Below are entries to examine: work out how many lines contain the word "through", and give only that number.

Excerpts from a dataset

□ □ □

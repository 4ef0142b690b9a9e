// Copyright 2025 Fernando Borretti
//
// Licensed under the Apache License, Version 2.0 (the "License");
// you may not use this file except in compliance with the License.
// You may obtain a copy of the License at
//
//     http://www.apache.org/licenses/LICENSE-2.0
//
// Unless required by applicable law or agreed to in writing, software
// distributed under the License is distributed on an "AS IS" BASIS,
// WITHOUT WARRANTIES OR CONDITIONS OF ANY KIND, either express or implied.
// See the License for the specific language governing permissions and
// limitations under the License.

use std::fmt::Display;
use std::fmt::Formatter;

use rusqlite::ToSql;
use rusqlite::types::FromSql;
use rusqlite::types::FromSqlResult;
use rusqlite::types::ToSqlOutput;
use rusqlite::types::ValueRef;
use serde::Deserialize;
use serde::Deserializer;
use serde::Serialize;
use serde::Serializer;

/// The lifecycle phase of a card that has been attempted at least once.
#[derive(Clone, Copy, PartialEq, Eq, Debug)]
pub enum Phase {
    /// Working through the learning steps for the first time.
    Learning,
    /// Graduated; scheduled in whole days.
    Review,
    /// Lapsed out of review and working back through the learning steps.
    Relearning,
}

impl Phase {
    pub fn as_str(&self) -> &str {
        match self {
            Phase::Learning => "learning",
            Phase::Review => "review",
            Phase::Relearning => "relearning",
        }
    }

    /// Unrecognized values fall back to `Learning`.
    pub fn parse(value: &str) -> Self {
        match value {
            "learning" => Phase::Learning,
            "review" => Phase::Review,
            "relearning" => Phase::Relearning,
            other => {
                log::warn!("Unknown card phase {other:?}, treating as learning.");
                Phase::Learning
            }
        }
    }

    pub fn is_stepped(&self) -> bool {
        matches!(self, Phase::Learning | Phase::Relearning)
    }
}

impl Display for Phase {
    fn fmt(&self, f: &mut Formatter<'_>) -> std::fmt::Result {
        write!(f, "{}", self.as_str())
    }
}

impl Serialize for Phase {
    fn serialize<S>(&self, serializer: S) -> Result<S::Ok, S::Error>
    where
        S: Serializer,
    {
        serializer.serialize_str(self.as_str())
    }
}

impl<'de> Deserialize<'de> for Phase {
    fn deserialize<D>(deserializer: D) -> Result<Self, D::Error>
    where
        D: Deserializer<'de>,
    {
        let string = String::deserialize(deserializer)?;
        Ok(Phase::parse(&string))
    }
}

impl ToSql for Phase {
    fn to_sql(&self) -> rusqlite::Result<ToSqlOutput<'_>> {
        Ok(ToSqlOutput::from(self.as_str()))
    }
}

impl FromSql for Phase {
    fn column_result(value: ValueRef<'_>) -> FromSqlResult<Self> {
        let string: String = FromSql::column_result(value)?;
        Ok(Phase::parse(&string))
    }
}
// Copyright 2025 Fernando Borretti
//
// Licensed under the Apache License, Version 2.0 (the "License");
// you may not use this file except in compliance with the License.
// You may obtain a copy of the License at
//
//     http://www.apache.org/licenses/LICENSE-2.0
//
// Unless required by applicable law or agreed to in writing, software
// distributed under the License is distributed on an "AS IS" BASIS,
// WITHOUT WARRANTIES OR CONDITIONS OF ANY KIND, either express or implied.
// See the License for the specific language governing permissions and
// limitations under the License.

use crate::error::Fallible;
use crate::leech::is_leech;
use crate::scheduler::Scheduler;
use crate::settings::resolve_settings;
use crate::store::ProgressStore;
use crate::store::SettingsStore;
use crate::types::grade::Quality;
use crate::types::progress::Progress;
use crate::types::timestamp::Timestamp;

/// The result of submitting a review.
#[derive(Debug, PartialEq)]
pub struct ReviewOutcome {
    /// The card's new progress, already persisted.
    pub progress: Progress,
    /// Whether the card is a leech after this review.
    pub leech: bool,
}

/// Record a learner's rating for a card: load the card's progress and the
/// learner's settings, schedule the card, and save the result.
///
/// Failing to load settings is not an error; the defaults are used instead.
pub fn submit_review(
    progress_store: &impl ProgressStore,
    settings_store: &impl SettingsStore,
    scheduler: &Scheduler,
    card_id: &str,
    user_id: &str,
    quality: Quality,
    now: Timestamp,
) -> Fallible<ReviewOutcome> {
    let current = progress_store.get_progress(card_id, user_id)?;
    let record = match settings_store.get_settings(user_id) {
        Ok(record) => record,
        Err(e) => {
            log::warn!("Failed to load settings for {user_id}, using defaults: {e}");
            None
        }
    };
    let settings = match record {
        Some(record) => resolve_settings(Some(record)),
        None => scheduler.defaults().clone(),
    };
    let progress = scheduler.schedule_at(&current, quality, Some(&settings), now);
    progress_store.set_progress(card_id, user_id, &progress)?;

    let leech = is_leech(&progress, &settings);
    if leech && progress.lapses() > current.lapses() {
        log::info!(
            "Card {card_id} is a leech for {user_id} ({} lapses).",
            progress.lapses()
        );
    }
    Ok(ReviewOutcome { progress, leech })
}
// Copyright 2025 Fernando Borretti
//
// Licensed under the Apache License, Version 2.0 (the "License");
// you may not use this file except in compliance with the License.
// You may obtain a copy of the License at
//
//     http://www.apache.org/licenses/LICENSE-2.0
//
// Unless required by applicable law or agreed to in writing, software
// distributed under the License is distributed on an "AS IS" BASIS,
// WITHOUT WARRANTIES OR CONDITIONS OF ANY KIND, either express or implied.
// See the License for the specific language governing permissions and
// limitations under the License.

use std::error::Error;
use std::fmt::Display;
use std::fmt::Formatter;

/// The crate's error type: a human-readable message.
#[derive(Debug, PartialEq)]
pub struct ErrorReport {
    message: String,
}

impl ErrorReport {
    pub fn new(message: impl Into<String>) -> Self {
        Self {
            message: message.into(),
        }
    }
}

impl Display for ErrorReport {
    fn fmt(&self, f: &mut Formatter<'_>) -> std::fmt::Result {
        write!(f, "error: {}", self.message)
    }
}

impl Error for ErrorReport {}

pub type Fallible<T> = Result<T, ErrorReport>;

pub fn fail<T>(message: impl Into<String>) -> Fallible<T> {
    Err(ErrorReport::new(message))
}

impl From<std::io::Error> for ErrorReport {
    fn from(value: std::io::Error) -> Self {
        ErrorReport::new(format!("I/O error: {value}"))
    }
}

impl From<rusqlite::Error> for ErrorReport {
    fn from(value: rusqlite::Error) -> Self {
        ErrorReport::new(format!("database error: {value}"))
    }
}

impl From<serde_json::Error> for ErrorReport {
    fn from(value: serde_json::Error) -> Self {
        ErrorReport::new(format!("JSON error: {value}"))
    }
}

impl From<toml::de::Error> for ErrorReport {
    fn from(value: toml::de::Error) -> Self {
        ErrorReport::new(format!("failed to parse settings: {value}"))
    }
}

impl From<toml::ser::Error> for ErrorReport {
    fn from(value: toml::ser::Error) -> Self {
        ErrorReport::new(format!("failed to serialize settings: {value}"))
    }
}
// Copyright 2025 Fernando Borretti
//
// Licensed under the Apache License, Version 2.0 (the "License");
// you may not use this file except in compliance with the License.
// You may obtain a copy of the License at
//
//     http://www.apache.org/licenses/LICENSE-2.0
//
// Unless required by applicable law or agreed to in writing, software
// distributed under the License is distributed on an "AS IS" BASIS,
// WITHOUT WARRANTIES OR CONDITIONS OF ANY KIND, either express or implied.
// See the License for the specific language governing permissions and
// limitations under the License.

use std::collections::HashMap;
use std::sync::Mutex;
use std::sync::MutexGuard;

use crate::error::ErrorReport;
use crate::error::Fallible;
use crate::settings::SettingsRecord;
use crate::types::progress::Progress;

/// Where a learner's progress on each card is kept.
pub trait ProgressStore {
    /// Returns `Progress::New` for a card the learner has never attempted.
    fn get_progress(&self, card_id: &str, user_id: &str) -> Fallible<Progress>;

    fn set_progress(&self, card_id: &str, user_id: &str, progress: &Progress) -> Fallible<()>;
}

/// Where per-user settings are kept.
pub trait SettingsStore {
    /// Returns `None` if the user has no settings of their own.
    fn get_settings(&self, user_id: &str) -> Fallible<Option<SettingsRecord>>;

    fn set_settings(&self, user_id: &str, record: &SettingsRecord) -> Fallible<()>;
}

type ProgressKey = (String, String);

/// An in-memory store, for tests and throwaway sessions.
#[derive(Default)]
pub struct MemoryStore {
    progress: Mutex<HashMap<ProgressKey, Progress>>,
    settings: Mutex<HashMap<String, SettingsRecord>>,
}

impl MemoryStore {
    pub fn new() -> Self {
        Self::default()
    }
}

fn lock<T>(mutex: &Mutex<T>) -> Fallible<MutexGuard<'_, T>> {
    mutex
        .lock()
        .map_err(|_| ErrorReport::new("memory store lock poisoned"))
}

impl ProgressStore for MemoryStore {
    fn get_progress(&self, card_id: &str, user_id: &str) -> Fallible<Progress> {
        let map = lock(&self.progress)?;
        let key = (card_id.to_string(), user_id.to_string());
        Ok(map.get(&key).cloned().unwrap_or(Progress::New))
    }

    fn set_progress(&self, card_id: &str, user_id: &str, progress: &Progress) -> Fallible<()> {
        let mut map = lock(&self.progress)?;
        let key = (card_id.to_string(), user_id.to_string());
        match progress {
            Progress::New => {
                map.remove(&key);
            }
            Progress::Started(_) => {
                map.insert(key, progress.clone());
            }
        }
        Ok(())
    }
}

impl SettingsStore for MemoryStore {
    fn get_settings(&self, user_id: &str) -> Fallible<Option<SettingsRecord>> {
        let map = lock(&self.settings)?;
        Ok(map.get(user_id).cloned())
    }

    fn set_settings(&self, user_id: &str, record: &SettingsRecord) -> Fallible<()> {
        let mut map = lock(&self.settings)?;
        map.insert(user_id.to_string(), record.clone());
        Ok(())
    }
}

#[cfg(test)]
mod tests {
    use super::*;
    use crate::scheduler::Scheduler;
    use crate::types::grade::Quality;

    #[test]
    fn test_unknown_card_is_new() -> Fallible<()> {
        let store = MemoryStore::new();
        assert_eq!(store.get_progress("c1", "u1")?, Progress::New);
        assert_eq!(store.get_settings("u1")?, None);
        Ok(())
    }

    #[test]
    fn test_progress_is_per_user() -> Fallible<()> {
        let store = MemoryStore::new();
        let progress = Scheduler::new().schedule_next(&Progress::New, Quality::new(2), None);
        store.set_progress("c1", "u1", &progress)?;
        assert_eq!(store.get_progress("c1", "u1")?, progress);
        assert_eq!(store.get_progress("c1", "u2")?, Progress::New);
        assert_eq!(store.get_progress("c2", "u1")?, Progress::New);

        store.set_progress("c1", "u1", &Progress::New)?;
        assert_eq!(store.get_progress("c1", "u1")?, Progress::New);
        Ok(())
    }

    #[test]
    fn test_settings() -> Fallible<()> {
        let store = MemoryStore::new();
        let record = SettingsRecord {
            leech_threshold: Some(3),
            ..SettingsRecord::default()
        };
        store.set_settings("u1", &record)?;
        assert_eq!(store.get_settings("u1")?, Some(record));
        Ok(())
    }
}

□ □ □

→ **ANSWER FOR THIS EXERCISE**:
2